Il y a longtemps, monsieur, que je médite de vous écrire.
Le séjour de mademoiselle Clairon m'a un peu dérangé; et après son départ, il a fallu réparer le temps que les plaisirs avaient dérobé à ma philosophie.

Je ne connaissais point le mérite de mademoiselle Clairon; je n'avais pas même l'idée d'un jeu si animé et si parfait. J'avais été accoutumé à cette froide déclamation de nos froids théâtres, et je n'avais vu que des acteurs récitant des vers à d'autres acteurs, dans un petit cercle entouré de petits maîtres.

Mademoiselle Clairon m'a dit que ni elle, ni mademoiselle Duménil n'avaient déployé l'action dont la scène est susceptible, que depuis que m. le comte de Lauraguais a rendu au public assez ingrat, le service de payer de son argent, la liberté du théâtre et la beauté du spectacle.
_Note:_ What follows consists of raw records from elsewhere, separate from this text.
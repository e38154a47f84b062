#![doc = include_str!("../README.md")]
#![cfg_attr(docsrs, feature(doc_cfg))]

// -----------------------------------------------------------------------------
// Extern Self

// Lets doc tests and the exported macros name the crate the same way.
extern crate self as rp_represent;

extern crate alloc;

// -----------------------------------------------------------------------------
// Modules

mod definition;
mod error;
mod model;
mod naming;
mod options;
mod slot;

pub mod binding;
pub mod format;
pub mod registry;
pub mod representer;

// -----------------------------------------------------------------------------
// Top-Level exports

pub mod __macro_exports;

pub use binding::{Binding, CollectionBinding, Lookup, MapBinding, PropertyBinding};
pub use definition::{Classification, Definition, RepresenterRef, Target, Transform, TypeRef};
pub use error::RepresentError;
pub use format::{Format, HashFormat, XmlFormat};
pub use model::Model;
pub use naming::{NamingFn, NamingStrategy};
pub use options::{Context, Filter, Options, WrapOption};
pub use registry::{Registry, TypeEntry};
pub use representer::{CollectionRepresenter, Representer, RepresenterBuilder, Wrap};
pub use slot::{FromSlot, IntoSlot, Slot};

/// Does nothing without the `auto_register` feature.
#[cfg(not(feature = "auto_register"))]
#[macro_export]
macro_rules! auto_register {
    ($func:path) => {};
}
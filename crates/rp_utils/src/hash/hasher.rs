//! Provide `FixedHasher`.
//!
//! `FixedHasher` based on `foldhash` crate,
//! Provide stable hash results through a fixed hash seed.

use core::hash::BuildHasher;

use foldhash::fast::{FixedState, FoldHasher};

// -----------------------------------------------------------------------------
// FixedHasher

/// A fixed hash seed.
const FIXED_HASH_STATE: FixedState = FixedState::with_seed(0x6A09E667F3BCC908);

/// A fixed hasher provided hash results that only related on the input.
///
/// A type alias for [`foldhash::fast::FoldHasher`] .
///
/// Which can be created through [`FixedHashState::build_hasher`].
pub type FixedHasher = FoldHasher<'static>;

/// Fixed Hash State based upon a random but fixed seed.
///
/// Registries are built once and then only read, so iteration order
/// should not change between runs of the same program.
///
/// # Examples
///
/// ```
/// use core::hash::{Hash, Hasher, BuildHasher};
/// use rp_utils::hash::FixedHashState;
///
/// let mut a = FixedHashState.build_hasher();
/// let mut b = FixedHashState.build_hasher();
/// "band".hash(&mut a);
/// "band".hash(&mut b);
///
/// assert_eq!(a.finish(), b.finish());
/// ```
#[derive(Copy, Clone, Default, Debug)]
pub struct FixedHashState;

impl BuildHasher for FixedHashState {
    type Hasher = FixedHasher;

    #[inline(always)]
    fn build_hasher(&self) -> Self::Hasher {
        FIXED_HASH_STATE.build_hasher()
    }
}
#![doc = include_str!("../README.md")]
#![cfg_attr(docsrs, feature(doc_cfg))]
#![no_std]

// -----------------------------------------------------------------------------
// No STD Support

extern crate alloc;

// -----------------------------------------------------------------------------
// Modules

pub mod case;
pub mod hash;
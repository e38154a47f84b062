use alloc::borrow::Cow;
use alloc::string::String;

use thiserror::Error;

// -----------------------------------------------------------------------------
// Error

/// An error raised while rendering or applying a document.
///
/// Errors are raised at the point of failure and nothing is rolled back: a
/// failed apply leaves the properties bound before the failing one assigned.
#[derive(Debug, Error, Clone, PartialEq, Eq)]
#[non_exhaustive]
pub enum RepresentError {
    /// A declared type or representer name is not registered.
    #[error("cannot resolve `{name}`: no type or representer registered under that name")]
    TypeResolution { name: String },

    /// A value does not support the capability a binding needs.
    #[error("expected {expected}, got {found}")]
    TypeMismatch {
        expected: Cow<'static, str>,
        found: Cow<'static, str>,
    },

    /// The configured naming strategy has nothing callable behind it.
    #[error("naming strategy `{name}` is not callable")]
    InvalidStrategy { name: String },

    /// The model has no property with this name.
    #[error("`{type_name}` has no property `{property}`")]
    UnknownProperty { type_name: String, property: String },

    /// A typed property declares a representer but no type to construct.
    #[error("property `{property}` declares no type to instantiate")]
    NotInstantiable { property: String },
}

impl RepresentError {
    #[inline]
    pub(crate) fn mismatch(
        expected: impl Into<Cow<'static, str>>,
        found: impl Into<Cow<'static, str>>,
    ) -> Self {
        Self::TypeMismatch {
            expected: expected.into(),
            found: found.into(),
        }
    }
}
use alloc::sync::Arc;
use alloc::vec::Vec;

use rp_document::{Map, Value};

use super::Representer;
use crate::binding::CollectionBinding;
use crate::format::HashFormat;
use crate::registry::Registry;
use crate::{Context, Definition, FromSlot, IntoSlot, Options, RepresentError, Slot, TypeRef, WrapOption};

// -----------------------------------------------------------------------------
// CollectionRepresenter

/// Represents a whole sequence of models as a top-level list document.
///
/// Rendering works with the item representer alone. Parsing also needs the
/// item type, given with [`class`](Self::class).
///
/// # Examples
///
/// ```
/// use std::sync::Arc;
///
/// use rp_document::{Map, Value};
/// use rp_represent::{impl_model, Definition, Options, Registry, Representer};
///
/// #[derive(Clone, Debug, Default, PartialEq)]
/// struct Song {
///     name: Option<String>,
/// }
/// impl_model!(Song { name });
///
/// let song = Arc::new(Representer::builder("Song").property(Definition::new("name")).build());
/// let mut registry = Registry::new();
/// registry.register::<Song>((*song).clone());
///
/// let songs = song.for_collection().class("Song");
/// let input = Value::from(vec![Value::from(Map::from([("name", "Days Go By")]))]);
///
/// let parsed: Vec<Song> = songs.from_hash(input, &registry, &Options::new()).unwrap();
/// assert_eq!(parsed, [Song { name: Some("Days Go By".into()) }]);
/// ```
#[derive(Clone, Debug)]
pub struct CollectionRepresenter {
    item: Definition,
}

impl CollectionRepresenter {
    pub(super) fn new(representer: Arc<Representer>) -> Self {
        Self {
            item: Definition::collection("items").extend(representer),
        }
    }

    /// Sets the item type constructed on parse.
    pub fn class(mut self, class: impl Into<TypeRef>) -> Self {
        self.item = self.item.class(class);
        self
    }

    /// Renders `items` as a list, nested under the per-call wrap if there is one.
    pub fn to_hash<T: IntoSlot>(
        &self,
        items: &[T],
        registry: &Registry,
        options: &Options,
    ) -> Result<Value, RepresentError> {
        let slot = Slot::List(items.iter().map(IntoSlot::to_slot).collect());
        let list = CollectionBinding::new(&self.item)
            .serialize_for::<HashFormat>(slot, &Context::new(registry, options))?;

        Ok(match options.wrap_option() {
            Some(WrapOption::Key(key)) => Value::Map(Map::from([(&**key, list)])),
            _ => list,
        })
    }

    /// Parses a list document into new items.
    ///
    /// A map is taken as a list of one item. Anything else that is not a
    /// list fails with [`RepresentError::TypeMismatch`].
    pub fn from_hash<T: FromSlot>(
        &self,
        doc: Value,
        registry: &Registry,
        options: &Options,
    ) -> Result<Vec<T>, RepresentError> {
        let doc = match (options.wrap_option(), doc) {
            (Some(WrapOption::Key(key)), Value::Map(mut map)) => map.remove(key).unwrap_or_default(),
            (_, doc) => doc,
        };
        let doc = match doc {
            Value::Map(map) => Value::List(alloc::vec![Value::Map(map)]),
            other => other,
        };

        let items = CollectionBinding::new(&self.item)
            .deserialize_from::<HashFormat>(doc, &Context::new(registry, options))?;
        Vec::<T>::from_slot(items)
    }
}

#[cfg(test)]
mod tests {
    use alloc::string::String;
    use alloc::sync::Arc;
    use alloc::vec;
    use alloc::vec::Vec;

    use rp_document::{Map, Value};

    use crate::{Definition, Options, Registry, RepresentError, Representer, impl_model};

    #[derive(Clone, Debug, Default, PartialEq)]
    struct Song {
        name: Option<String>,
    }

    impl_model!(Song { name });

    fn song(name: &str) -> Song {
        Song {
            name: Some(name.into()),
        }
    }

    fn setup() -> (Arc<Representer>, Registry) {
        let representer = Arc::new(
            Representer::builder("Song")
                .property(Definition::new("name"))
                .build(),
        );
        let mut registry = Registry::new();
        registry.register::<Song>((*representer).clone());
        (representer, registry)
    }

    fn document() -> Value {
        Value::from(vec![
            Value::from(Map::from([("name", "Days Go By")])),
            Value::from(Map::from([("name", "Can't Take Them All")])),
        ])
    }

    #[test]
    fn render_without_class() {
        let (representer, registry) = setup();
        let songs = [song("Days Go By"), song("Can't Take Them All")];

        let doc = representer
            .for_collection()
            .to_hash(&songs, &registry, &Options::new())
            .unwrap();
        assert_eq!(doc, document());

        let wrapped = representer
            .for_collection()
            .to_hash(&songs, &registry, &Options::new().wrap("songs"))
            .unwrap();
        assert_eq!(wrapped, Value::from(Map::from([("songs", document())])));
    }

    #[test]
    fn parse_needs_class() {
        let (representer, registry) = setup();

        let parsed: Vec<Song> = representer
            .for_collection()
            .class("Song")
            .from_hash(document(), &registry, &Options::new())
            .unwrap();
        assert_eq!(parsed, [song("Days Go By"), song("Can't Take Them All")]);

        let err = representer
            .for_collection()
            .from_hash::<Song>(document(), &registry, &Options::new())
            .unwrap_err();
        assert!(matches!(err, RepresentError::NotInstantiable { .. }));
    }

    #[test]
    fn map_is_one_item() {
        let (representer, registry) = setup();
        let parsed: Vec<Song> = representer
            .for_collection()
            .class("Song")
            .from_hash(
                Value::from(Map::from([("name", "Mother North")])),
                &registry,
                &Options::new(),
            )
            .unwrap();
        assert_eq!(parsed, [song("Mother North")]);
    }

    #[test]
    fn bad_collections() {
        let (representer, registry) = setup();
        let songs = representer.for_collection().class("Song");

        let err = songs
            .from_hash::<Song>(Value::Nil, &registry, &Options::new())
            .unwrap_err();
        assert_eq!(err.to_string(), "expected enumerable, got null");

        let err = songs
            .from_hash::<Song>(Value::from(""), &registry, &Options::new())
            .unwrap_err();
        assert_eq!(err.to_string(), "expected enumerable, got text");
    }
}
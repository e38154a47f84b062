use alloc::string::String;
use alloc::vec::{self, Vec};
use core::fmt;
use core::hash::BuildHasher;

use rp_utils::hash::{FixedHashState, HashTable};

use crate::Value;

// -----------------------------------------------------------------------------
// Map

/// An insertion-ordered map from string keys to [`Value`]s.
///
/// Keys are unique; inserting an existing key replaces the value in place and
/// keeps its position. Rendered documents therefore list keys in descriptor
/// order.
///
/// Equality ignores order: two maps are equal when they hold the same
/// key/value pairs.
///
/// Entries are stored in order and indexed by a [`HashTable`] of positions,
/// so lookups and inserts do not scan. Removal shifts later entries.
///
/// # Examples
///
/// ```
/// use rp_document::{Map, Value};
///
/// let mut map = Map::new();
/// map.insert("name", "Nofx");
/// map.insert("label", "NOFX");
/// map.insert("name", "Bad Religion");
///
/// let keys: Vec<&str> = map.keys().collect();
/// assert_eq!(keys, ["name", "label"]);
/// assert_eq!(map.get("name"), Some(&Value::from("Bad Religion")));
/// ```
#[derive(Clone, Default)]
pub struct Map {
    entries: Vec<(String, Value)>,
    index: HashTable<usize>,
}

#[inline]
fn hash_key(key: &str) -> u64 {
    FixedHashState.hash_one(key)
}

impl Map {
    /// Creates an empty `Map`.
    #[inline]
    pub const fn new() -> Self {
        Self {
            entries: Vec::new(),
            index: HashTable::new(),
        }
    }

    #[inline]
    pub fn with_capacity(capacity: usize) -> Self {
        Self {
            entries: Vec::with_capacity(capacity),
            index: HashTable::with_capacity(capacity),
        }
    }

    #[inline]
    pub fn len(&self) -> usize {
        self.entries.len()
    }

    #[inline]
    pub fn is_empty(&self) -> bool {
        self.entries.is_empty()
    }

    #[inline]
    fn position(&self, key: &str) -> Option<usize> {
        let entries = &self.entries;
        self.index
            .find(hash_key(key), |&i| entries[i].0 == key)
            .copied()
    }

    #[inline]
    pub fn contains_key(&self, key: &str) -> bool {
        self.position(key).is_some()
    }

    pub fn get(&self, key: &str) -> Option<&Value> {
        self.position(key).map(|index| &self.entries[index].1)
    }

    pub fn get_mut(&mut self, key: &str) -> Option<&mut Value> {
        match self.position(key) {
            Some(index) => Some(&mut self.entries[index].1),
            None => None,
        }
    }

    /// Inserts a key/value pair, returning the replaced value if the key existed.
    pub fn insert(&mut self, key: impl Into<String>, value: impl Into<Value>) -> Option<Value> {
        let key = key.into();
        let value = value.into();
        if let Some(index) = self.position(&key) {
            return Some(core::mem::replace(&mut self.entries[index].1, value));
        }

        let Self { entries, index } = self;
        index.insert_unique(hash_key(&key), entries.len(), |&i| hash_key(&entries[i].0));
        entries.push((key, value));
        None
    }

    /// Removes a key, preserving the order of the remaining entries.
    pub fn remove(&mut self, key: &str) -> Option<Value> {
        let Self { entries, index } = self;
        let found = index
            .find_entry(hash_key(key), |&i| entries[i].0 == key)
            .ok()?;
        let (removed, _) = found.remove();

        for position in index.iter_mut() {
            if *position > removed {
                *position -= 1;
            }
        }
        Some(entries.remove(removed).1)
    }

    pub fn iter(&self) -> impl ExactSizeIterator<Item = (&str, &Value)> {
        self.entries.iter().map(|(k, v)| (k.as_str(), v))
    }

    pub fn keys(&self) -> impl ExactSizeIterator<Item = &str> {
        self.entries.iter().map(|(k, _)| k.as_str())
    }

    pub fn values(&self) -> impl ExactSizeIterator<Item = &Value> {
        self.entries.iter().map(|(_, v)| v)
    }
}

impl PartialEq for Map {
    fn eq(&self, other: &Self) -> bool {
        self.len() == other.len()
            && self
                .iter()
                .all(|(key, value)| other.get(key) == Some(value))
    }
}

impl fmt::Debug for Map {
    fn fmt(&self, f: &mut fmt::Formatter<'_>) -> fmt::Result {
        f.debug_map().entries(self.iter()).finish()
    }
}

impl IntoIterator for Map {
    type Item = (String, Value);
    type IntoIter = vec::IntoIter<(String, Value)>;

    #[inline]
    fn into_iter(self) -> Self::IntoIter {
        self.entries.into_iter()
    }
}

impl<K: Into<String>, V: Into<Value>> FromIterator<(K, V)> for Map {
    fn from_iter<I: IntoIterator<Item = (K, V)>>(iter: I) -> Self {
        let mut map = Map::new();
        map.extend(iter);
        map
    }
}

impl<K: Into<String>, V: Into<Value>> Extend<(K, V)> for Map {
    fn extend<I: IntoIterator<Item = (K, V)>>(&mut self, iter: I) {
        for (key, value) in iter {
            self.insert(key, value);
        }
    }
}

impl<K: Into<String>, V: Into<Value>, const N: usize> From<[(K, V); N]> for Map {
    fn from(value: [(K, V); N]) -> Self {
        value.into_iter().collect()
    }
}

#[cfg(test)]
mod tests {
    use alloc::format;

    use super::Map;
    use crate::Value;

    #[test]
    fn replace_keeps_position() {
        let mut map = Map::from([("a", 1), ("b", 2)]);
        assert_eq!(map.insert("a", 3), Some(Value::Int(1)));
        assert_eq!(map.keys().collect::<alloc::vec::Vec<_>>(), ["a", "b"]);
    }

    #[test]
    fn equality_ignores_order() {
        let left = Map::from([("a", 1), ("b", 2)]);
        let right = Map::from([("b", 2), ("a", 1)]);
        assert_eq!(left, right);
        assert_ne!(left, Map::from([("a", 1)]));
    }

    #[test]
    fn remove_preserves_order() {
        let mut map = Map::from([("a", 1), ("b", 2), ("c", 3)]);
        assert_eq!(map.remove("b"), Some(Value::Int(2)));
        assert_eq!(map.remove("b"), None);
        assert_eq!(map.keys().collect::<alloc::vec::Vec<_>>(), ["a", "c"]);
        assert_eq!(map.get("c"), Some(&Value::Int(3)));

        map.insert("b", 4);
        assert_eq!(map.keys().collect::<alloc::vec::Vec<_>>(), ["a", "c", "b"]);
        assert_eq!(map.get("b"), Some(&Value::Int(4)));
    }

    #[test]
    fn many_keys_stay_addressable() {
        let mut map = Map::new();
        for i in 0..20_000 {
            map.insert(format!("key{i}"), i);
        }
        assert_eq!(map.len(), 20_000);
        assert_eq!(map.get("key0"), Some(&Value::Int(0)));
        assert_eq!(map.get("key19999"), Some(&Value::Int(19_999)));
        assert!(!map.contains_key("key20000"));

        assert_eq!(map.remove("key10"), Some(Value::Int(10)));
        assert_eq!(map.get("key11"), Some(&Value::Int(11)));
        assert_eq!(map.keys().nth(10), Some("key11"));
    }
}
use alloc::string::String;
use alloc::sync::Arc;

use rp_document::Value;

use crate::format::Format;
use crate::{Context, Definition, Model, RepresentError, Representer, Slot};

// -----------------------------------------------------------------------------
// Binding

/// Converts a single value of a property.
///
/// Untyped properties pass values through unchanged. Typed ones render a
/// model with its representer, and on apply construct a fresh instance of
/// the declared type and let the representer populate it.
#[derive(Clone, Copy, Debug)]
pub struct Binding<'d> {
    def: &'d Definition,
}

impl<'d> Binding<'d> {
    #[inline]
    pub const fn new(def: &'d Definition) -> Self {
        Self { def }
    }

    #[inline]
    pub const fn definition(&self) -> &'d Definition {
        self.def
    }

    /// The representer a nested model renders with.
    ///
    /// Without a declared one, the model's own type name is looked up.
    fn representer_for(
        &self,
        model: &dyn Model,
        ctx: &Context<'_>,
    ) -> Result<Arc<Representer>, RepresentError> {
        match &self.def.resolve(ctx.registry)?.representer {
            Some(representer) => Ok(representer.clone()),
            None => ctx.registry.resolve_representer(model.type_name()),
        }
    }

    pub fn serialize<F: Format>(&self, value: Slot, ctx: &Context<'_>) -> Result<Value, RepresentError> {
        if !self.def.is_typed() {
            return value.into_value();
        }
        if value.is_nil() {
            return Ok(Value::Nil);
        }
        let model = match value {
            Slot::Model(model) => model,
            other => return Err(RepresentError::mismatch("model", other.kind_name())),
        };

        let representer = self.representer_for(&*model, ctx)?;
        let doc = representer.render_with::<F>(&*model, &Context::new(ctx.registry, &ctx.options.nested()))?;
        Ok(F::into_fragment(doc))
    }

    pub fn deserialize<F: Format>(&self, fragment: Value, ctx: &Context<'_>) -> Result<Slot, RepresentError> {
        if !self.def.is_typed() {
            return Ok(Slot::from(fragment));
        }
        if fragment.is_nil() {
            return Ok(Slot::Nil);
        }

        let target = self.def.resolve(ctx.registry)?;
        let Some(entry) = &target.entry else {
            return Err(RepresentError::NotInstantiable {
                property: String::from(self.def.name()),
            });
        };
        let representer = target.representer.as_ref().unwrap_or(entry.representer());

        let doc = F::from_fragment(fragment)?;
        let mut model = entry.instantiate();
        representer.apply_with::<F>(&doc, &mut *model, &Context::new(ctx.registry, &ctx.options.nested()))?;
        Ok(Slot::Model(model))
    }
}
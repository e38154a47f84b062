//! `serde` support, letting any serde format act as the text collaborator.
//!
//! - [`Value`] and [`Map`] serialize and deserialize as their natural
//!   self-describing shapes (`null`, booleans, numbers, strings, sequences, maps).
//! - [`Element`] serializes as a struct with `name`, `attributes`, `text` and
//!   `children`. Deserializing never produces [`Value::Node`]; markup is parsed
//!   by a markup collaborator, not through serde.

use alloc::string::String;
use alloc::vec::Vec;
use core::fmt;

use serde_core::de::{Deserialize, Deserializer, Error, MapAccess, SeqAccess, Visitor};
use serde_core::ser::{Serialize, SerializeMap, SerializeSeq, SerializeStruct, Serializer};

use crate::{Element, Map, Value};

// -----------------------------------------------------------------------------
// Serialize

impl Serialize for Value {
    fn serialize<S: Serializer>(&self, serializer: S) -> Result<S::Ok, S::Error> {
        match self {
            Value::Nil => serializer.serialize_unit(),
            Value::Bool(v) => serializer.serialize_bool(*v),
            Value::Int(v) => serializer.serialize_i64(*v),
            Value::UInt(v) => serializer.serialize_u64(*v),
            Value::Float(v) => serializer.serialize_f64(*v),
            Value::Text(v) => serializer.serialize_str(v),
            Value::List(items) => {
                let mut state = serializer.serialize_seq(Some(items.len()))?;
                for item in items {
                    state.serialize_element(item)?;
                }
                state.end()
            }
            Value::Map(map) => map.serialize(serializer),
            Value::Node(element) => element.serialize(serializer),
        }
    }
}

impl Serialize for Map {
    fn serialize<S: Serializer>(&self, serializer: S) -> Result<S::Ok, S::Error> {
        let mut state = serializer.serialize_map(Some(self.len()))?;
        for (key, value) in self.iter() {
            state.serialize_entry(key, value)?;
        }
        state.end()
    }
}

struct AttributesSerializer<'a>(&'a Element);

impl Serialize for AttributesSerializer<'_> {
    fn serialize<S: Serializer>(&self, serializer: S) -> Result<S::Ok, S::Error> {
        let mut state = serializer.serialize_map(Some(self.0.attributes().len()))?;
        for (key, value) in self.0.attributes() {
            state.serialize_entry(key, value)?;
        }
        state.end()
    }
}

impl Serialize for Element {
    fn serialize<S: Serializer>(&self, serializer: S) -> Result<S::Ok, S::Error> {
        let mut state = serializer.serialize_struct("Element", 4)?;
        state.serialize_field("name", self.name())?;
        state.serialize_field("attributes", &AttributesSerializer(self))?;
        state.serialize_field("text", &self.text())?;
        state.serialize_field("children", self.children())?;
        state.end()
    }
}

// -----------------------------------------------------------------------------
// Deserialize

struct ValueVisitor;

impl<'de> Visitor<'de> for ValueVisitor {
    type Value = Value;

    fn expecting(&self, f: &mut fmt::Formatter<'_>) -> fmt::Result {
        f.write_str("any document value")
    }

    #[inline]
    fn visit_bool<E: Error>(self, v: bool) -> Result<Value, E> {
        Ok(Value::Bool(v))
    }

    #[inline]
    fn visit_i64<E: Error>(self, v: i64) -> Result<Value, E> {
        Ok(Value::Int(v))
    }

    #[inline]
    fn visit_u64<E: Error>(self, v: u64) -> Result<Value, E> {
        Ok(Value::from(v))
    }

    #[inline]
    fn visit_f64<E: Error>(self, v: f64) -> Result<Value, E> {
        Ok(Value::Float(v))
    }

    #[inline]
    fn visit_str<E: Error>(self, v: &str) -> Result<Value, E> {
        Ok(Value::Text(String::from(v)))
    }

    #[inline]
    fn visit_string<E: Error>(self, v: String) -> Result<Value, E> {
        Ok(Value::Text(v))
    }

    #[inline]
    fn visit_unit<E: Error>(self) -> Result<Value, E> {
        Ok(Value::Nil)
    }

    #[inline]
    fn visit_none<E: Error>(self) -> Result<Value, E> {
        Ok(Value::Nil)
    }

    fn visit_some<D: Deserializer<'de>>(self, deserializer: D) -> Result<Value, D::Error> {
        Value::deserialize(deserializer)
    }

    fn visit_seq<A: SeqAccess<'de>>(self, mut seq: A) -> Result<Value, A::Error> {
        let mut items = Vec::with_capacity(seq.size_hint().unwrap_or(0));
        while let Some(item) = seq.next_element::<Value>()? {
            items.push(item);
        }
        Ok(Value::List(items))
    }

    fn visit_map<A: MapAccess<'de>>(self, access: A) -> Result<Value, A::Error> {
        MapVisitor.visit_map(access).map(Value::Map)
    }
}

struct MapVisitor;

impl<'de> Visitor<'de> for MapVisitor {
    type Value = Map;

    fn expecting(&self, f: &mut fmt::Formatter<'_>) -> fmt::Result {
        f.write_str("a map with string keys")
    }

    fn visit_map<A: MapAccess<'de>>(self, mut access: A) -> Result<Map, A::Error> {
        let mut map = Map::with_capacity(access.size_hint().unwrap_or(0));
        while let Some((key, value)) = access.next_entry::<String, Value>()? {
            map.insert(key, value);
        }
        Ok(map)
    }
}

impl<'de> Deserialize<'de> for Value {
    #[inline]
    fn deserialize<D: Deserializer<'de>>(deserializer: D) -> Result<Self, D::Error> {
        deserializer.deserialize_any(ValueVisitor)
    }
}

impl<'de> Deserialize<'de> for Map {
    #[inline]
    fn deserialize<D: Deserializer<'de>>(deserializer: D) -> Result<Self, D::Error> {
        deserializer.deserialize_map(MapVisitor)
    }
}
Pourquoi nul autre homme que lui n'a-t-il contribué à cette magnificence nécessaire? Et pourquoi ce même public s'est il plus souvenu de quelques fautes de m. de Lauraguais, que de sa générosité et de son goût pour les arts? Les torts qu'un homme peut avoir dans l'intérieur de sa famille, ne regardent que sa famille: les bienfaits publics regardent tous les honnêtes gens. Alcibiade peut avoir fait quelques sottises, mais Alcibiade a fait de belles choses. Aussi le préfère-t-on à tous les citoyens inutiles qui n'ont fait ni bien ni mal.

Je ne sais pas encore quelle espèce de vie vous mènerez: mais comme je ne vous ai vu faire que des actions généreuses, comme vous avez un cœur sensible et beaucoup d'esprit, et que pardessus tout cela vous allez être très riche, vous devez bien vous attendre qu'on épluchera votre conduite. Vous vous trouverez entre la flatterie et l'envie, mais j'espère que vous vous démêlerez très habilement de l'une et de l'autre. Pardonnez à ma petite morale.

Je ne vous envoie point les versiculets faits en l'honneur de melle Clairon. On en tira quelques exemplaires; melle Clairon en emporta une moitié, mes nièces se jetèrent sur l'autre; je n'en ai pas à présent. Dès que j'en aurai recouvré une copie, je vous l'enverrai. Mais en vérité ces bagatelles ne sont bonnes qu'aux yeux de ceux pour qui elles sont faites. Elles sont comme les chansons de table, qu'il ne faut chanter qu'en pointe de vin.

Je vous remercie de toutes vos nouvelles. Souvenez vous toujours de la bonne cause: ce n'est pas assez d'être philosophe, il faut faire des philosophes.

Si vous voyez m. le comte de La Touraille, ne m'oubliez pas auprès de lui. Il me paraît avoir bien de la raison, de l'esprit et du goût; cela n'est pas à négliger.